Fue entonces cuando me di cuenta de que solo llevaba una toalla, una que colgaba suelta en sus caderas, mostrando su línea V.
Observé cómo sus hombros y espalda se tensaban mientras caminaba.
Sin necesidad de preguntar, supe de inmediato cuál era su plan para nosotros si me unía a él en la ducha.
Este hombre es insaciable.
—No, no lo haré —sonreí con malicia, sabiendo que estaba provocando y tentando su paciencia.
Detuvo su movimiento, giró para enfrentarme como un torbellino.
Marco parpadeó dos veces, su ceño se frunció con impaciencia.
—¿Qué has dicho?
—Dije que no voy —gruñí, perdiendo lentamente la batalla bajo su escrutadora mirada.
Sus ojos desafiándome a negarme.
—No me provoques —advirtió.
Pero lo ignoré, cruzando los brazos bajo mis pechos.
Marco se transformó en algo que no había visto en él.
Sus ojos destellaron, palabras furiosas saltaron de sus labios perfectamente formados.
—Nena, entra a la ducha o te obligaré —aun así mantuve mi postura.
Con eso hecho de mi parte, Marco pareció haber agotado su paciencia conmigo.
Dio zancadas largas y rápidas, cerrando inmediatamente la distancia entre nosotros.
Antes de que pudiera darme cuenta de lo rápido que fue, estaba en el aire y viendo el mundo al revés.
—Te lo advertí —me dio una nalgada, no fue dolorosa.
En cambio, provocó algunas emociones—.
No vuelvas a poner a prueba mi paciencia —me dio otra nalgada, esta vez más fuerte, pero aún así no podía sentir el dolor sino los escalofríos que subieron por mi columna.
Después de una larga ducha con Marco, con mucha exploración corporal, me puse la camisa y el short de Marco, ya que mi ropa aún no estaba en su habitación.

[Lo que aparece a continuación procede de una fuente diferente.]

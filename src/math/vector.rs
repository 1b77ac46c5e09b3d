use std::{
    fmt,
    ops::{Add, Div, Mul, Neg, Sub},
};

use bytemuck::{Pod, Zeroable};
use num_traits::ToPrimitive;

use super::utils::scalar;

#[repr(C)]
#[derive(Debug, Clone, Copy, Default, PartialEq, Pod, Zeroable)]
pub struct Vector3 {
    pub x: f32,
    pub y: f32,
    pub z: f32,
}

impl Vector3 {
    pub fn new<T: ToPrimitive>(x: T, y: T, z: T) -> Self {
        Self {
            x: scalar(x),
            y: scalar(y),
            z: scalar(z),
        }
    }

    pub fn cross(&self, other: &Self) -> Self {
        Self {
            x: self.y * other.z - self.z * other.y,
            y: self.z * other.x - self.x * other.z,
            z: self.x * other.y - self.y * other.x,
        }
    }

    pub fn dot(&self, other: &Self) -> f32 {
        self.x * other.x + self.y * other.y + self.z * other.z
    }

    pub fn length(&self) -> f32 {
        self.dot(self).sqrt()
    }

    /// Scales the vector to unit length in place.
    ///
    /// A vector whose length is exactly zero is left untouched.
    pub fn normalize(&mut self) {
        let length = self.length();
        if length == 0.0 {
            return;
        }

        let r = 1.0 / length;
        self.x *= r;
        self.y *= r;
        self.z *= r;
    }

    pub fn normalized(mut self) -> Self {
        self.normalize();
        self
    }

    pub const ZERO: Self = Self {
        x: 0.0,
        y: 0.0,
        z: 0.0,
    };

    pub const UP: Self = Self {
        x: 0.0,
        y: 1.0,
        z: 0.0,
    };

    pub const RIGHT: Self = Self {
        x: 1.0,
        y: 0.0,
        z: 0.0,
    };

    /// Viewing direction in camera space, matching [`super::Matrix4::look_at`].
    pub const FORWARD: Self = Self {
        x: 0.0,
        y: 0.0,
        z: -1.0,
    };

    pub const BACK: Self = Self {
        x: 0.0,
        y: 0.0,
        z: 1.0,
    };
}

impl From<[f32; 3]> for Vector3 {
    fn from(array: [f32; 3]) -> Self {
        Self {
            x: array[0],
            y: array[1],
            z: array[2],
        }
    }
}

impl From<(f32, f32, f32)> for Vector3 {
    fn from(tuple: (f32, f32, f32)) -> Self {
        Self {
            x: tuple.0,
            y: tuple.1,
            z: tuple.2,
        }
    }
}

impl Add for Vector3 {
    type Output = Self;

    fn add(self, other: Self) -> Self {
        Self {
            x: self.x + other.x,
            y: self.y + other.y,
            z: self.z + other.z,
        }
    }
}

impl Sub for Vector3 {
    type Output = Self;

    fn sub(self, other: Self) -> Self {
        Self {
            x: self.x - other.x,
            y: self.y - other.y,
            z: self.z - other.z,
        }
    }
}

impl Neg for Vector3 {
    type Output = Self;

    fn neg(self) -> Self {
        Self {
            x: -self.x,
            y: -self.y,
            z: -self.z,
        }
    }
}

impl Mul<f32> for Vector3 {
    type Output = Self;

    fn mul(self, scalar: f32) -> Self {
        Self {
            x: self.x * scalar,
            y: self.y * scalar,
            z: self.z * scalar,
        }
    }
}

impl Div<f32> for Vector3 {
    type Output = Self;

    fn div(self, scalar: f32) -> Self {
        Self {
            x: self.x / scalar,
            y: self.y / scalar,
            z: self.z / scalar,
        }
    }
}

impl fmt::Display for Vector3 {
    fn fmt(&self, f: &mut fmt::Formatter<'_>) -> fmt::Result {
        write!(f, "{:5.3}, {:5.3}, {:5.3}", self.x, self.y, self.z)
    }
}

/// Homogeneous coordinate, used to push points through a [`super::Matrix4`].
#[repr(C)]
#[derive(Debug, Clone, Copy, Default, PartialEq, Pod, Zeroable)]
pub struct Vector4 {
    pub x: f32,
    pub y: f32,
    pub z: f32,
    pub w: f32,
}

impl Vector4 {
    pub fn new<T: ToPrimitive>(x: T, y: T, z: T, w: T) -> Self {
        Self {
            x: scalar(x),
            y: scalar(y),
            z: scalar(z),
            w: scalar(w),
        }
    }

    pub fn from_point(point: Vector3) -> Self {
        Self {
            x: point.x,
            y: point.y,
            z: point.z,
            w: 1.0,
        }
    }

    pub fn xyz(&self) -> Vector3 {
        Vector3 {
            x: self.x,
            y: self.y,
            z: self.z,
        }
    }
}
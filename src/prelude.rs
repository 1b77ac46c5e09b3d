pub use super::diagnostics::*;
pub use super::math::*;
pub use super::shader::*;
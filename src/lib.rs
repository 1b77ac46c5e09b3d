//! Shader program building and MVP matrix helpers for immediate-mode OpenGL rendering

/// Pluggable sinks for compile and link diagnostics
pub mod diagnostics;
/// Matrix and vector math for model-view-projection transforms
pub mod math;
/// Predefined types and traits for easy access
pub mod prelude;
/// Shader stage compilation and program linking
pub mod shader;
/// Utility functions and types for common tasks
pub mod utils;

Estoy débil por la ducha y todo lo que quería era meterme bajo las sábanas y dormir.
Miré la cama, contemplando si ignorar mi estómago que rugía y satisfacer mi deseo de dormir.
Pero sabiendo que me despertaría en medio de la noche para comer, decidí alimentar mi estómago primero.
—¿A dónde vas?
—llamó Marco, acababa de salir del armario.
—A la cocina a comer —respondí.
—Voy contigo —afirmó, agarrando su teléfono de la mesa.
Vino a mi lado y me sostuvo la puerta.
—Gracias —susurré mientras salía.
Me sorprendí, impactada al ver a las criadas que estaban moviendo mis cosas de pie como estatuas frente a la puerta de Marco.
—Maestro, Señorita Zoey —dijeron al unísono.
¡Jesús!
¿Han estado paradas aquí todo este tiempo?
Marco no las reconoció, simplemente me llevó lejos.
Sabía que su presencia imponente las estaba asustando, por eso optó por quedarse callado.
Entramos en la cocina donde su familia estaba reunida en la mesa del comedor.
Marco me sacó una silla como un verdadero caballero, pero yo sé mejor que creer que es un tipo amable.
—Gracias —le susurré.
Él asintió y tomó su asiento en la cabecera de la mesa.
—¿Están bien ustedes ahora?
—dijo Tía Tricia en voz baja solo para mis oídos.
Asentí y forcé una sonrisa, una que logró convencerla.
Sí, ya no estoy enojada, ni tampoco voy a seguir siendo terca con mis sentimientos.
Amo a Marco, siempre lo he hecho y siempre lo haré, no hay forma de negarlo.
Y he llegado a aceptarlo, también he abandonado mi resolución y estoy dispuesta a abrazar nuestra relación.
Pero aún le preguntaré por qué mató a Ángel, de una manera más madura y adecuada.
Cuál fue su ofensa, qué hizo, porque podría haber hecho algo para provocar el lado vicioso de Marco.
Sentí la mano de Marco en mi muslo, mientras hablaba con su padre y su tío.
Me acarició el muslo, su mano se acercó a mi zona privada y se detuvo a pocos centímetros.
Dibujó perezosamente movimientos circulares, no puedo evitar sentir que mi parte íntima anhelaba sus dedos.
Para jugar con mi clítoris, casi me perdí a mí misma liberando un gemido silencioso.
Rápidamente me recuperé y me compuse.
Cerrando mis muslos juntos con la esperanza de detener estos locos sentimientos.
Sorprendentemente, acabamos de tener un momento increíble en el baño, y todavía me sentía húmeda por él solo por el hecho de que colocara su mano en mi muslo.
—Muy bien, todos, la comida está aquí —trinó la madre de Marco, las criadas dejando los platos sobre la mesa.
Les indicó que sirvieran la comida.
Inmediatamente, enfoqué mi atención en la comida para mantener mi mente alejada de los dedos errantes de Marco.